Jules Alpe

Personal information
- Full name: Jules Vince Alpe
- Born: September 24, 1998 (age 27)

Figure skating career
- Country: Philippines
- Coach: Alexei Fedorov

= Jules Alpe =

Filipino figure skater (born 1998)

Jules Vince Alpe (born September 24, 1998) is a Filipino figure skater.

==Career==
Alpe started figure skating at the skating rink at SM Southmall in Las Piñas, Metro Manila. He practices with Michael Christian Martinez whenever Martinez is training in the Philippines. He stopped his schooling in order to focus on his figure skating career.

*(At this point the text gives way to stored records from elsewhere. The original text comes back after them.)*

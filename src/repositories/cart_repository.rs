use async_trait::async_trait;
use chrono::Utc;
use sqlx::{PgPool, Postgres, Transaction};
use std::future::Future;
use tracing::{info, instrument, warn, Instrument};

use crate::models::{
    validate_stock_and_quantity, AddOutcome, CartItem, CartItemDetails, NewCartItem,
    RepositoryError, RepositoryResult,
};
use crate::observability::DatabaseTracingMiddleware;

pub(crate) const CART_TABLE: &str = "shopping_cart";
pub(crate) const COMMODITY_TABLE: &str = "commodity_type";

const LIST_BY_VISITOR_SQL: &str = r#"
SELECT c.cart_id, c.commodity_type_id, t.commodity_name, t.base_price, c.quantity,
       c.size, t.stock_quantity, t.image_url, c.added_at
FROM shopping_cart c
JOIN commodity_type t ON t.commodity_type_id = c.commodity_type_id
WHERE c.visitor_id = $1
ORDER BY c.added_at DESC, c.cart_id DESC
"#;

const LOCK_STOCK_SQL: &str =
    "SELECT stock_quantity FROM commodity_type WHERE commodity_type_id = $1 FOR UPDATE";

const FIND_MERGE_TARGET_SQL: &str = r#"
SELECT cart_id, quantity
FROM shopping_cart
WHERE visitor_id = $1 AND commodity_type_id = $2 AND size IS NOT DISTINCT FROM $3
ORDER BY cart_id
LIMIT 1
FOR UPDATE
"#;

const INSERT_SQL: &str = r#"
INSERT INTO shopping_cart (visitor_id, commodity_type_id, quantity, size, added_at)
VALUES ($1, $2, $3, $4, $5)
RETURNING cart_id
"#;

const MERGE_SQL: &str = "UPDATE shopping_cart SET quantity = $1 WHERE cart_id = $2";

const SET_QUANTITY_SQL: &str = r#"
UPDATE shopping_cart SET quantity = $1 WHERE cart_id = $2
RETURNING cart_id, visitor_id, commodity_type_id, quantity, size, added_at
"#;

/// Trait defining the interface for cart data access operations.
///
/// Every write runs the stock rule against the commodity's current stock inside
/// the same atomic unit as the write itself.
#[async_trait]
pub trait CartRepository: Send + Sync {
    /// All rows of a visitor joined with commodity details, newest first
    async fn list_by_visitor(&self, visitor_id: i32) -> RepositoryResult<Vec<CartItemDetails>>;

    /// Insert a new row, or add to the quantity of the row with the same
    /// (visitor, commodity, size) key
    async fn add_or_merge(&self, item: NewCartItem) -> RepositoryResult<AddOutcome>;

    /// Set the absolute quantity of a row. `NotFound` when the row is absent.
    async fn set_quantity(&self, cart_id: i32, quantity: i32) -> RepositoryResult<CartItem>;

    /// Delete a single row, returning whether it existed
    async fn delete(&self, cart_id: i32) -> RepositoryResult<bool>;

    /// Delete every row of a visitor, returning how many were removed
    async fn delete_by_visitor(&self, visitor_id: i32) -> RepositoryResult<u64>;
}

/// PostgreSQL implementation of the CartRepository trait
pub struct PostgresCartRepository {
    pool: PgPool,
    db_tracing: Option<DatabaseTracingMiddleware>,
}

impl PostgresCartRepository {
    /// Create a new Postgres cart repository
    pub fn new(pool: PgPool) -> Self {
        Self {
            pool,
            db_tracing: None,
        }
    }

    /// Record database operation metrics for every call
    pub fn with_tracing(mut self, db_tracing: DatabaseTracingMiddleware) -> Self {
        self.db_tracing = Some(db_tracing);
        self
    }

    /// Create a database client span with OpenTelemetry semantic attributes
    fn create_postgres_span(&self, operation: &str) -> tracing::Span {
        tracing::info_span!(
            "PostgreSQL",
            "otel.kind" = "client",
            "otel.name" = format!("{} {}", operation, CART_TABLE),
            "db.system" = "postgresql",
            "db.operation" = operation,
            "db.sql.table" = CART_TABLE,
            "component" = "sqlx",
        )
    }

    async fn run<F, T>(&self, operation: &str, future: F) -> RepositoryResult<T>
    where
        F: Future<Output = RepositoryResult<T>>,
    {
        let span = self.create_postgres_span(operation);
        match &self.db_tracing {
            Some(db_tracing) => {
                db_tracing
                    .trace_operation(operation, CART_TABLE, future)
                    .instrument(span)
                    .await
            }
            None => future.instrument(span).await,
        }
    }

    async fn lock_stock(
        tx: &mut Transaction<'_, Postgres>,
        commodity_type_id: i32,
    ) -> RepositoryResult<i32> {
        let stock: Option<i32> = sqlx::query_scalar(LOCK_STOCK_SQL)
            .bind(commodity_type_id)
            .fetch_optional(&mut **tx)
            .await?;
        stock.ok_or(RepositoryError::CommodityNotFound { commodity_type_id })
    }

    async fn add_or_merge_tx(&self, item: &NewCartItem) -> RepositoryResult<AddOutcome> {
        let mut tx = self.pool.begin().await?;

        // Locking the commodity row serializes every cart write for it
        let stock = Self::lock_stock(&mut tx, item.commodity_type_id).await?;

        let existing: Option<(i32, i32)> = sqlx::query_as(FIND_MERGE_TARGET_SQL)
            .bind(item.visitor_id)
            .bind(item.commodity_type_id)
            .bind(item.size.as_deref())
            .fetch_optional(&mut *tx)
            .await?;

        let current = existing.map(|(_, quantity)| quantity).unwrap_or(0);
        let quantity = validate_stock_and_quantity(current, item.quantity, stock).map_err(
            |violation| {
                warn!(reason = %violation, "Stock check rejected cart write");
                RepositoryError::StockViolation(violation)
            },
        )?;

        let outcome = match existing {
            Some((cart_id, _)) => {
                sqlx::query(MERGE_SQL)
                    .bind(quantity)
                    .bind(cart_id)
                    .execute(&mut *tx)
                    .await?;
                AddOutcome::Merged { cart_id, quantity }
            }
            None => {
                let cart_id: i32 = sqlx::query_scalar(INSERT_SQL)
                    .bind(item.visitor_id)
                    .bind(item.commodity_type_id)
                    .bind(quantity)
                    .bind(item.size.as_deref())
                    .bind(Utc::now())
                    .fetch_one(&mut *tx)
                    .await?;
                AddOutcome::Created { cart_id, quantity }
            }
        };

        tx.commit().await?;
        Ok(outcome)
    }

    async fn set_quantity_tx(&self, cart_id: i32, quantity: i32) -> RepositoryResult<CartItem> {
        let mut tx = self.pool.begin().await?;

        // Same lock order as add_or_merge: commodity first, then the cart row
        let commodity_type_id: Option<i32> =
            sqlx::query_scalar("SELECT commodity_type_id FROM shopping_cart WHERE cart_id = $1")
                .bind(cart_id)
                .fetch_optional(&mut *tx)
                .await?;
        let commodity_type_id = commodity_type_id.ok_or(RepositoryError::NotFound)?;

        let stock = Self::lock_stock(&mut tx, commodity_type_id).await?;

        let locked: Option<i32> =
            sqlx::query_scalar("SELECT cart_id FROM shopping_cart WHERE cart_id = $1 FOR UPDATE")
                .bind(cart_id)
                .fetch_optional(&mut *tx)
                .await?;
        if locked.is_none() {
            return Err(RepositoryError::NotFound);
        }

        let quantity = validate_stock_and_quantity(0, quantity, stock)
            .map_err(RepositoryError::StockViolation)?;

        let item = sqlx::query_as::<_, CartItem>(SET_QUANTITY_SQL)
            .bind(quantity)
            .bind(cart_id)
            .fetch_one(&mut *tx)
            .await?;

        tx.commit().await?;
        Ok(item)
    }
}

#[async_trait]
impl CartRepository for PostgresCartRepository {
    #[instrument(skip(self), fields(table = CART_TABLE, visitor_id = visitor_id))]
    async fn list_by_visitor(&self, visitor_id: i32) -> RepositoryResult<Vec<CartItemDetails>> {
        info!("Listing cart rows for visitor");

        let items = self
            .run("SELECT", async {
                sqlx::query_as::<_, CartItemDetails>(LIST_BY_VISITOR_SQL)
                    .bind(visitor_id)
                    .fetch_all(&self.pool)
                    .await
                    .map_err(RepositoryError::from)
            })
            .await?;

        info!("Found {} cart rows", items.len());
        Ok(items)
    }

    #[instrument(skip(self, item), fields(
        table = CART_TABLE,
        visitor_id = item.visitor_id,
        commodity_type_id = item.commodity_type_id,
        quantity = item.quantity,
    ))]
    async fn add_or_merge(&self, item: NewCartItem) -> RepositoryResult<AddOutcome> {
        info!("Adding item to cart");

        let outcome = self.run("UPSERT", self.add_or_merge_tx(&item)).await?;

        info!(cart_id = outcome.cart_id(), "Cart write committed");
        Ok(outcome)
    }

    #[instrument(skip(self), fields(table = CART_TABLE, cart_id = cart_id, quantity = quantity))]
    async fn set_quantity(&self, cart_id: i32, quantity: i32) -> RepositoryResult<CartItem> {
        info!("Setting cart item quantity");

        self.run("UPDATE", self.set_quantity_tx(cart_id, quantity))
            .await
    }

    #[instrument(skip(self), fields(table = CART_TABLE, cart_id = cart_id))]
    async fn delete(&self, cart_id: i32) -> RepositoryResult<bool> {
        info!("Deleting cart item");

        let result = self
            .run("DELETE", async {
                sqlx::query("DELETE FROM shopping_cart WHERE cart_id = $1")
                    .bind(cart_id)
                    .execute(&self.pool)
                    .await
                    .map_err(RepositoryError::from)
            })
            .await?;

        Ok(result.rows_affected() > 0)
    }

    #[instrument(skip(self), fields(table = CART_TABLE, visitor_id = visitor_id))]
    async fn delete_by_visitor(&self, visitor_id: i32) -> RepositoryResult<u64> {
        info!("Clearing cart rows for visitor");

        let result = self
            .run("DELETE", async {
                sqlx::query("DELETE FROM shopping_cart WHERE visitor_id = $1")
                    .bind(visitor_id)
                    .execute(&self.pool)
                    .await
                    .map_err(RepositoryError::from)
            })
            .await?;

        info!("Removed {} cart rows", result.rows_affected());
        Ok(result.rows_affected())
    }
}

He was the champion of the Junior Men category of the 2014 Philippine National Figure Skating Championships

At the Elite Junior Men category of the 2016–17 SEA Figure Skating Challenge in Bangkok, Alpe finished first place placing ahead of Chadwick Tse-Fung Wang of Singapore, the only other competitor. He placed second at the Junior Men Category of the 2017 Jégvirág Cup.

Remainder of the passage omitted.